Pire encore, il m’est récemment arrivé une mésaventure. J’ai investi sur mon PERCO dans un fonds qui avait 0,8% de frais annuel. Je ne sais pas pour quelle raison mon employeur a remplacé ce fonds par un fonds à 1,5% de frais. Je suis bloqué jusqu’à la retraite avec ce fonds, sauf si j’achète ma résidence principale (ce qui n’est pas dans mes projets).

Un exemple de fonds disponible en PEE ou PERCO chez Amundi

Allons voir le fonds AMUNDI ACTIONS INTERNATIONALES ESR – F disponible dans de nombreux dispositifs d’épargne salariale. Il est censé suivre l’indice MSCI ACWI, c’est à dire le monde entier, pays développés et émergents.

Au 9 Mars 2020, on peut voir la performance suivante : sur 5 ans, le fonds d’Amundi a eu une performance de 13,3% par an contre 18,3% par an pour l’indice de référence (l’indice monde y compris émergent). La différence est très significative !

Il faut dire que dans le reporting de février 2020, on peut voir que le fonds a 23% de liquidité. Soit 23% d’argent qui ne travaille pas, et sur lesquels l’épargnant paye des frais. Il est aussi sous-exposé aux Etats-Unis, qui ont eu une excellente performance boursière.

Amundi actions internationales sur PEE, PERCO et PER

Autre exemple de performance de fonds sur Esalia (groupe Société Générale)

Cependant, ces mauvaises performances ne sont pas réservées aux épargnants qui ont de l’argent chez Amundi. Voyons ce qui se passe sur Esalia, de la Société Générale.

Le fonds ARCANCIA AUDACE 844 est censé suivre, voire dépasser l’indice MSCI ACWI (une vingtaine de pays développés et une vingtaine de pays en développement). Sur 5 ans (données de Mars 2020), le fonds Arcancia a eu une performance de 22,06% et l’indice de 28,55%. Encore une fois, une différence plus que significative (6 points par an) ! Et pourtant les frais ne sont que de 0,67% par an.

Arcencia Audace

En fait, le fonds est pratiquement identique à celui d’Amundi, car la gestion n’est pas réalisée par la Société Générale mais par Amundi. Vous pouvez voir cela notamment en regardant le rapport mensuel, et observer que le fonds maître est le fonds AMUNDI RESA ACTIONS INTERNATIONALES.

Conclusion pour l’investisseur 3.0 pour bien gérer son épargne salariale, son PEE et son PERCO

Utilisez l’abondement, et choisissez des fonds pas trop chers

L’épargne salariale est un formidable outil, cependant n’oubliez pas de bien diversifier votre patrimoine. L’abondement est une excellente chose et peut réellement permettre de doper son épargne.
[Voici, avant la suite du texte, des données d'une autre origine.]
//! Retry and backoff control
//!
//! Bounded retry policy with exponential backoff and jitter for remote
//! automation steps.

mod backoff;

pub use backoff::{RetryPolicy, backoff_with_jitter};
//! Automation driver error types

use thiserror::Error;

/// Errors from the remote browser automation endpoint.
///
/// `Timeout` is kept distinct from `Remote`: a timeout is terminal for the
/// step it interrupted, while a remote-side error is retried a bounded
/// number of times with backoff.
#[derive(Error, Debug)]
pub enum DriverError {
    #[error("Remote step failed: {0}")]
    Remote(String),

    #[error("Step timed out: {0}")]
    Timeout(String),

    #[error("Connection to automation endpoint failed: {0}")]
    Connection(String),

    #[error("Invalid response from automation endpoint: {0}")]
    InvalidResponse(String),
}

impl DriverError {
    pub fn is_timeout(&self) -> bool {
        matches!(self, DriverError::Timeout(_))
    }
}

impl From<DriverError> for String {
    fn from(err: DriverError) -> String {
        err.to_string()
    }
}
//! Search result matcher
//!
//! Pure decision function: given the ordered candidate links scraped from a
//! results page and the target hostname, pick the link to click or fall
//! back to direct navigation.

use url::Url;

/// Hosts that belong to the search engine itself; links to these are never
/// valid results.
const SEARCH_ENGINE_MARKERS: &[&str] = &["google.com", "accounts.google"];

/// Outcome of matching candidates against the target host
#[derive(Debug, Clone, PartialEq, Eq)]
pub enum MatchResult {
    /// Click this candidate URL
    Clicked(String),
    /// No candidate matched; navigate to the target directly
    NotFound,
}

fn strip_www(host: &str) -> &str {
    host.strip_prefix("www.").unwrap_or(host)
}

fn is_candidate(url: &str) -> bool {
    if url.starts_with('#') || url.starts_with("javascript:") {
        return false;
    }
    !SEARCH_ENGINE_MARKERS.iter().any(|marker| url.contains(marker))
}

/// Decide which candidate (if any) to click for `target_host`.
///
/// Two passes over the candidates in their original order: first exact
/// normalized-host equality, then raw substring containment. Earlier
/// candidates win within a pass, and an exact match anywhere in the list
/// beats a substring match anywhere else — the substring tier only exists
/// to catch redirect/tracking-decorated result URLs.
pub fn match_result(candidates: &[String], target_host: &str) -> MatchResult {
    let target = strip_www(target_host);
    let usable: Vec<&String> = candidates.iter().filter(|c| is_candidate(c)).collect();

    for candidate in &usable {
        if let Ok(parsed) = Url::parse(candidate) {
            if let Some(host) = parsed.host_str() {
                if strip_www(host) == target {
                    return MatchResult::Clicked((*candidate).clone());
                }
            }
        }
    }

    for candidate in &usable {
        if candidate.contains(target) {
            return MatchResult::Clicked((*candidate).clone());
        }
    }

    MatchResult::NotFound
}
Cependant, il ne faut pas occulter les bonnes pratiques d’investissement. Il faudra investir pour une large part en actions sur le long terme et choisir des fonds peu chers (ou en tout cas avec des frais limités)

Aussi, Il faut tout de même faire attention au PERCO (et de manière générale aux produits qui vous bloquent longtemps, tels que le PERP), car des conditions avantageuses peuvent devenir assez dégradées sans que l’on puisse rien faire. Il faut donc à mon sens privilégier le PEE si vous en avez la possibilité.

Comparez avec les autres enveloppes fiscales : PEA, assurance vie et même CTO

Cependant, les inconvénients de l’épargne salariale font qu’il faut regarder attentivement les autres solutions et comparer. Ce comparatif sera encore plus important une fois l’abondement utilisé à plein. Etant donné que chaque employeur offre des conditions spécifiques, nous ne pouvons tirer de généralités.

Par ailleurs, cela devient intéressant d’investir dans un fonds de son PEE ou PERCO plutôt que sur son assurance vie (avec des ETF) que si le fonds à des frais inférieurs à 0,8% par an, et vous allez de toutes les façons perdre en transparence. On peut se consoler un peu si son fonds est investi en ETF smart beta, car il n’y a pas encore d’ETF Smart Beta disponible sur les assurances vie.

Cependant, comme je le montre dans cet article, la nouvelle fiscalité et la flat tax, rend à nouveau le CTO (Compte Titre Ordinaire) attractif. Il apporte une grande souplesse et l’accès à de nombreux ETF aux frais très faibles. En revanche, sa fiscalité a été bien moins stable que celle du PEA ou de l’épargne salariale.

Je vous souhaite le meilleur pour votre épargne … et surtout pour tout le reste.